■ RECORDS FOR THE EXERCISE
==*==
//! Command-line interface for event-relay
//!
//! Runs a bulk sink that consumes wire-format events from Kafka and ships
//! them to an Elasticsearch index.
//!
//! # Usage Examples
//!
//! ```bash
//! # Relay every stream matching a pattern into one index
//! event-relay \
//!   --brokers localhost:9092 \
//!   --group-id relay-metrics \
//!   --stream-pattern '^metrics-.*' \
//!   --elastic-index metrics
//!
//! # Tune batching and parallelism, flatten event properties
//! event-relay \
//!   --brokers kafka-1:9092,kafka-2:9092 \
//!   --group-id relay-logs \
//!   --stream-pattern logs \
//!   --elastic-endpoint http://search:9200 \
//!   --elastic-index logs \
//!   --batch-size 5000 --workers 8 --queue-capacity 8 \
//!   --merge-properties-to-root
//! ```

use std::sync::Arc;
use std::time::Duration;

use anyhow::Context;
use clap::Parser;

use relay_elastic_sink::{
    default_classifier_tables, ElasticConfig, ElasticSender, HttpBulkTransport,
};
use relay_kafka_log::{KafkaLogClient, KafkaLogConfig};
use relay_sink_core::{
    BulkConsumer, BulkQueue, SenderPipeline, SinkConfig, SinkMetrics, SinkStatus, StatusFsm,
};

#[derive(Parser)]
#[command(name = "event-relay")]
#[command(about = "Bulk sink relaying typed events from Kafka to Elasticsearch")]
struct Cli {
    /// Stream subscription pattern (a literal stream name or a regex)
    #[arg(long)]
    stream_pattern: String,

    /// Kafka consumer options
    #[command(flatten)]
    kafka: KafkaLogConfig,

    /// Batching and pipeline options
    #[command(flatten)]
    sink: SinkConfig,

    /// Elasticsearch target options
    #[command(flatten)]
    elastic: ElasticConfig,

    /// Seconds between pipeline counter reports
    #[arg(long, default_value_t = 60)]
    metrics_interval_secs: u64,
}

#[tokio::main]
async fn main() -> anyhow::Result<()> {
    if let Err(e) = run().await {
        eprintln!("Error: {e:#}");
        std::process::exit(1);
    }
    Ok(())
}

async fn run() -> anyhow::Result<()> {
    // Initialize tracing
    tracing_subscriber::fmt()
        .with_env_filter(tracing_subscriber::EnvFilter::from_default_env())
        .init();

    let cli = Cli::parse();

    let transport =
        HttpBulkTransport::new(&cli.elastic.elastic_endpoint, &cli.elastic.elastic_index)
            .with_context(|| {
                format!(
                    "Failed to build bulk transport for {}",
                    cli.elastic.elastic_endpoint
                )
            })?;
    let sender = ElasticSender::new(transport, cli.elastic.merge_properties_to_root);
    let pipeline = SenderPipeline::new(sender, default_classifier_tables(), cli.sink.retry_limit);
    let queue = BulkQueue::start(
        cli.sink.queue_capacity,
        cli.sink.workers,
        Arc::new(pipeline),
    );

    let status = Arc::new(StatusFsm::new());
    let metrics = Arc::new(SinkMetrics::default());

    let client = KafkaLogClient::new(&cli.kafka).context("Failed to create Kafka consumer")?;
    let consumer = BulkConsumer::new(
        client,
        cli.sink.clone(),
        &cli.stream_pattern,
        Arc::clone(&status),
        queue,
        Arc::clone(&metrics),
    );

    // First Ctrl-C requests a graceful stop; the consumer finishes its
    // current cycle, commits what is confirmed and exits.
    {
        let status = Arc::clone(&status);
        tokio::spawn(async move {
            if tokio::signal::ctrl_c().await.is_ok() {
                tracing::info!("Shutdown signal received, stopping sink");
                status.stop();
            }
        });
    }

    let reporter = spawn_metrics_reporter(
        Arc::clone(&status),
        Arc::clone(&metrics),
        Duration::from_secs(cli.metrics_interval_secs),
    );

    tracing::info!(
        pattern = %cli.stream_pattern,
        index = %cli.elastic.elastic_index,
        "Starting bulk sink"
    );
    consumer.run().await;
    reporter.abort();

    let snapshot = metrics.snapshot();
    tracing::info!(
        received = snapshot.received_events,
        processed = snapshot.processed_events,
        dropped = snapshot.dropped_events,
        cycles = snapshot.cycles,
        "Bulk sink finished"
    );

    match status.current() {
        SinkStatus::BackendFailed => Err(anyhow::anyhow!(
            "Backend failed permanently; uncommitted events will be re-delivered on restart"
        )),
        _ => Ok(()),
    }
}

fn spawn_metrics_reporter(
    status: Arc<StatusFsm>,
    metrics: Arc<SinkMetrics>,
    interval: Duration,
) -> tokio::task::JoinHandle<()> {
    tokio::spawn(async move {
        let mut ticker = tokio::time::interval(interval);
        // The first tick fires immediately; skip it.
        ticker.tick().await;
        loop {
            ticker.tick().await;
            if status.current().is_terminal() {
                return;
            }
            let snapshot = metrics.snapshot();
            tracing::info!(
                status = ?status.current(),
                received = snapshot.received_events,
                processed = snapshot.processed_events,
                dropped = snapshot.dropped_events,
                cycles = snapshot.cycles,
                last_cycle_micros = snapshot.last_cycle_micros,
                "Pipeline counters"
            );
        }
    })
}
==*==
■ WHAT IS EXPECTED
Write out an exact copy of every record shown above.

■ ANSWER TO THE EXERCISE
//! Command-line interface for event-relay
//!
//! Runs a bulk sink that consumes wire-format events from Kafka and ships
//! them to an Elasticsearch index.
//!
//! # Usage Examples
//!
//! ```bash
//! # Relay every stream matching a pattern into one index
//! event-relay \
//!   --brokers localhost:9092 \
//!   --group-id relay-metrics \
//!   --stream-pattern '^metrics-.*' \
//!   --elastic-index metrics
//!
//! # Tune batching and parallelism, flatten event properties
//! event-relay \
//!   --brokers kafka-1:9092,kafka-2:9092 \
//!   --group-id relay-logs \
//!   --stream-pattern logs \
//!   --elastic-endpoint http://search:9200 \
//!   --elastic-index logs \
//!   --batch-size 5000 --workers 8 --queue-capacity 8 \
//!   --merge-properties-to-root
//! ```

use std::sync::Arc;
use std::time::Duration;

use anyhow::Context;
use clap::Parser;

use relay_elastic_sink::{
    default_classifier_tables, ElasticConfig, ElasticSender, HttpBulkTransport,
};
use relay_kafka_log::{KafkaLogClient, KafkaLogConfig};
use relay_sink_core::{
    BulkConsumer, BulkQueue, SenderPipeline, SinkConfig, SinkMetrics, SinkStatus, StatusFsm,
};

#[derive(Parser)]
#[command(name = "event-relay")]
#[command(about = "Bulk sink relaying typed events from Kafka to Elasticsearch")]
struct Cli {
    /// Stream subscription pattern (a literal stream name or a regex)
    #[arg(long)]
    stream_pattern: String,

    /// Kafka consumer options
    #[command(flatten)]
    kafka: KafkaLogConfig,

    /// Batching and pipeline options
    #[command(flatten)]
    sink: SinkConfig,

    /// Elasticsearch target options
    #[command(flatten)]
    elastic: ElasticConfig,

    /// Seconds between pipeline counter reports
    #[arg(long, default_value_t = 60)]
    metrics_interval_secs: u64,
}

#[tokio::main]
async fn main() -> anyhow::Result<()> {
    if let Err(e) = run().await {
        eprintln!("Error: {e:#}");
        std::process::exit(1);
    }
    Ok(())
}

async fn run() -> anyhow::Result<()> {
    // Initialize tracing
    tracing_subscriber::fmt()
        .with_env_filter(tracing_subscriber::EnvFilter::from_default_env())
        .init();

    let cli = Cli::parse();

    let transport =
        HttpBulkTransport::new(&cli.elastic.elastic_endpoint, &cli.elastic.elastic_index)
            .with_context(|| {
                format!(
                    "Failed to build bulk transport for {}",
                    cli.elastic.elastic_endpoint
                )
            })?;
    let sender = ElasticSender::new(transport, cli.elastic.merge_properties_to_root);
    let pipeline = SenderPipeline::new(sender, default_classifier_tables(), cli.sink.retry_limit);
    let queue = BulkQueue::start(
        cli.sink.queue_capacity,
        cli.sink.workers,
        Arc::new(pipeline),
    );

    let status = Arc::new(StatusFsm::new());
    let metrics = Arc::new(SinkMetrics::default());

    let client = KafkaLogClient::new(&cli.kafka).context("Failed to create Kafka consumer")?;
    let consumer = BulkConsumer::new(
        client,
        cli.sink.clone(),
        &cli.stream_pattern,
        Arc::clone(&status),
        queue,
        Arc::clone(&metrics),
    );

    // First Ctrl-C requests a graceful stop; the consumer finishes its
    // current cycle, commits what is confirmed and exits.
    {
        let status = Arc::clone(&status);
        tokio::spawn(async move {
            if tokio::signal::ctrl_c().await.is_ok() {
                tracing::info!("Shutdown signal received, stopping sink");
                status.stop();
            }
        });
    }

    let reporter = spawn_metrics_reporter(
        Arc::clone(&status),
        Arc::clone(&metrics),
        Duration::from_secs(cli.metrics_interval_secs),
    );

    tracing::info!(
        pattern = %cli.stream_pattern,
        index = %cli.elastic.elastic_index,
        "Starting bulk sink"
    );
    consumer.run().await;
    reporter.abort();

    let snapshot = metrics.snapshot();
    tracing::info!(
        received = snapshot.received_events,
        processed = snapshot.processed_events,
        dropped = snapshot.dropped_events,
        cycles = snapshot.cycles,
        "Bulk sink finished"
    );

    match status.current() {
        SinkStatus::BackendFailed => Err(anyhow::anyhow!(
            "Backend failed permanently; uncommitted events will be re-delivered on restart"
        )),
        _ => Ok(()),
    }
}

fn spawn_metrics_reporter(
    status: Arc<StatusFsm>,
    metrics: Arc<SinkMetrics>,
    interval: Duration,
) -> tokio::task::JoinHandle<()> {
    tokio::spawn(async move {
        let mut ticker = tokio::time::interval(interval);
        // The first tick fires immediately; skip it.
        ticker.tick().await;
        loop {
            ticker.tick().await;
            if status.current().is_terminal() {
                return;
            }
            let snapshot = metrics.snapshot();
            tracing::info!(
                status = ?status.current(),
                received = snapshot.received_events,
                processed = snapshot.processed_events,
                dropped = snapshot.dropped_events,
                cycles = snapshot.cycles,
                last_cycle_micros = snapshot.last_cycle_micros,
                "Pipeline counters"
            );
        }
    })
}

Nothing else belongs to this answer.